Abstract PR02: Mutational analysis of head and neck squamous cell carcinoma stratified by smoking status

Abstract

Abstract Smoking has historically been recognized as a negative prognostic factor in head and neck squamous cell carcinoma (HNSCC). This study aimed to assess the mutational differences between heavy smokers (>20 pack-years) and never smokers among the HNSCC patients within The Cancer Genome Atlas (TCGA). Single nucleotide variation (SNV) and copy number aberration (CNA) differences between heavy smokers and never smokers were compared within HPV-positive (n=67) and negative (n=431) TCGA HNSCC cohorts, and the impact of these mutations on survival was assessed.
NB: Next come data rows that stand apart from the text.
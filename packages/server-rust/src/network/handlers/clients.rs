//! `/api/clients` REST handlers.
//!
//! Thin translation between HTTP and [`ClientService`](crate::service::ClientService):
//! each handler makes exactly one service call.

use axum::extract::rejection::JsonRejection;
use axum::extract::{Path, State};
use axum::http::StatusCode;
use axum::Json;
use clientrisk_core::{Client, ClientDto, ClientId};
use tracing::debug;

use super::AppState;
use crate::service::ServiceError;

/// Treats an unreadable body as a DTO with no risk profile, so it fails
/// validation like any other missing value.
fn dto_or_default(payload: Result<Json<ClientDto>, JsonRejection>) -> ClientDto {
    match payload {
        Ok(Json(dto)) => dto,
        Err(rejection) => {
            debug!(%rejection, "unreadable client payload");
            ClientDto::default()
        }
    }
}

/// Lists every client.
#[utoipa::path(
    get,
    path = "/api/clients",
    tag = "clients",
    responses((status = 200, description = "All clients", body = [Client]))
)]
pub async fn list_clients(State(state): State<AppState>) -> Result<Json<Vec<Client>>, ServiceError> {
    Ok(Json(state.service.find_all().await?))
}

/// Lists every client with its risk profile replaced by the dominant one.
///
/// Read-only: stored profiles are left untouched.
#[utoipa::path(
    get,
    path = "/api/clients/merge",
    tag = "clients",
    responses((status = 200, description = "All clients after merge", body = [Client]))
)]
pub async fn merge_clients(
    State(state): State<AppState>,
) -> Result<Json<Vec<Client>>, ServiceError> {
    Ok(Json(state.service.merge().await?))
}

#[utoipa::path(
    get,
    path = "/api/clients/{id}",
    tag = "clients",
    params(("id" = i64, Path, description = "Client id")),
    responses(
        (status = 200, description = "The client", body = Client),
        (status = 404, description = "Client not found!")
    )
)]
pub async fn get_client(
    State(state): State<AppState>,
    Path(id): Path<ClientId>,
) -> Result<Json<Client>, ServiceError> {
    Ok(Json(state.service.get_client(id).await?))
}

#[utoipa::path(
    post,
    path = "/api/clients",
    tag = "clients",
    request_body = ClientDto,
    responses(
        (status = 201, description = "Client created", body = Client),
        (status = 400, description = "Invalid risk profile!")
    )
)]
pub async fn create_client(
    State(state): State<AppState>,
    payload: Result<Json<ClientDto>, JsonRejection>,
) -> Result<(StatusCode, Json<Client>), ServiceError> {
    let dto = dto_or_default(payload);
    let client = state.service.create_client(&dto).await?;
    Ok((StatusCode::CREATED, Json(client)))
}

#[utoipa::path(
    put,
    path = "/api/clients/{id}",
    tag = "clients",
    params(("id" = i64, Path, description = "Client id")),
    request_body = ClientDto,
    responses(
        (status = 200, description = "Client updated"),
        (status = 400, description = "Invalid risk profile!"),
        (status = 404, description = "Client not found!")
    )
)]
pub async fn update_client(
    State(state): State<AppState>,
    Path(id): Path<ClientId>,
    payload: Result<Json<ClientDto>, JsonRejection>,
) -> Result<StatusCode, ServiceError> {
    let dto = dto_or_default(payload);
    state.service.update_client(id, &dto).await?;
    Ok(StatusCode::OK)
}

#[utoipa::path(
    delete,
    path = "/api/clients/{id}",
    tag = "clients",
    params(("id" = i64, Path, description = "Client id")),
    responses((status = 200, description = "Client deleted or already absent"))
)]
pub async fn delete_client(
    State(state): State<AppState>,
    Path(id): Path<ClientId>,
) -> Result<StatusCode, ServiceError> {
    state.service.delete_client_by_id(id).await?;
    Ok(StatusCode::OK)
}
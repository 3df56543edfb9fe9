//! Networking: configuration, HTTP middleware, handlers, and shutdown control.

pub mod config;
pub mod handlers;
pub mod middleware;
pub mod module;
pub mod openapi;
pub mod shutdown;

pub use config::*;
pub use handlers::AppState;
pub use module::NetworkModule;
pub use shutdown::*;
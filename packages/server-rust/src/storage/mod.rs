//! Client persistence backends.
//!
//! - [`engines`]: in-process stores ([`HashMapClientStore`])
//! - [`datastores`]: external database stores (`PostgresClientStore`,
//!   behind the `postgres` feature)
//! - [`factory`]: [`StorageConfig`] and [`open_store`] for backend selection

pub mod datastores;
pub mod engines;
pub mod factory;

pub use engines::HashMapClientStore;
pub use factory::{open_store, StorageConfig};
//! Network configuration types for the `ClientRisk` server.

use std::path::PathBuf;
use std::time::Duration;

/// Top-level network configuration for the server.
#[derive(Debug, Clone)]
pub struct NetworkConfig {
    /// Bind address for the server.
    pub host: String,
    /// Port to listen on. 0 means OS-assigned.
    pub port: u16,
    /// Optional TLS configuration.
    pub tls: Option<TlsConfig>,
    /// Allowed CORS origins.
    pub cors_origins: Vec<String>,
    /// Maximum time to wait for a request to complete.
    pub request_timeout: Duration,
    /// Maximum time to wait for in-flight requests during shutdown.
    pub drain_timeout: Duration,
}

impl Default for NetworkConfig {
    fn default() -> Self {
        Self {
            host: "0.0.0.0".to_string(),
            port: 0,
            tls: None,
            cors_origins: vec!["*".to_string()],
            request_timeout: Duration::from_secs(30),
            drain_timeout: Duration::from_secs(30),
        }
    }
}

/// TLS certificate configuration.
///
/// No `Default` impl because certificate paths have no sensible defaults.
#[derive(Debug, Clone)]
pub struct TlsConfig {
    /// Path to the PEM certificate chain.
    pub cert_path: PathBuf,
    /// Path to the PEM private key.
    pub key_path: PathBuf,
}
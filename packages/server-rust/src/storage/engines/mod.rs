//! In-process [`ClientStore`](crate::traits::ClientStore) implementations.

mod hashmap;

pub use hashmap::HashMapClientStore;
No genes were differentially mutated between smoking and never smoking patients with HPV-positive tumors. By contrast, in HPV-negative tumors, NSD1 and COL1A11 were found to be more frequently mutated in heavy smokers, while CASP8 was more frequently altered in never smokers. HPV-negative patients with NSD1 mutations experienced significantly improved overall survival compared with NSD1 wild-type patients. This improved prognosis was validated in an independent cohort of 77 oral cavity cancers and a meta-analysis that included two additional datasets (688 total patients, hazard ratio for death 0.44, 95% CI 0.30-0.65). NSD1 mutations are more common in HPV-negative heavy smokers and define a cohort with favorable prognosis, and may represent a clinically useful biomarker to guide treatment deintensification for HPV-negative patients. Citation Format: Farhad Ghasemi, Stephenie D. Prokopec, Danielle MacNeil, Neil Mundi, Christopher Howlett, William Stecho, Kevin Fung, John Yoo, Eric Winquist, Steven Gameiro, Axel Sahovaler, Paul Plantinga, Joe S. Mymryk, John W. Barrett, Paul C. Boutros, Anthony C. Nichols. Mutational analysis of head and neck squamous cell carcinoma stratified by smoking status [abstract]. In: Proceedings of the AACR-AHNS Head and Neck Cancer Conference: Optimizing Survival and Quality of Life through Basic, Clinical, and Translational Research; 2019 Apr 29-30; Austin, TX. Philadelphia (PA): AACR; Clin Cancer Res 2020;26(12_Suppl_2):Abstract nr PR02.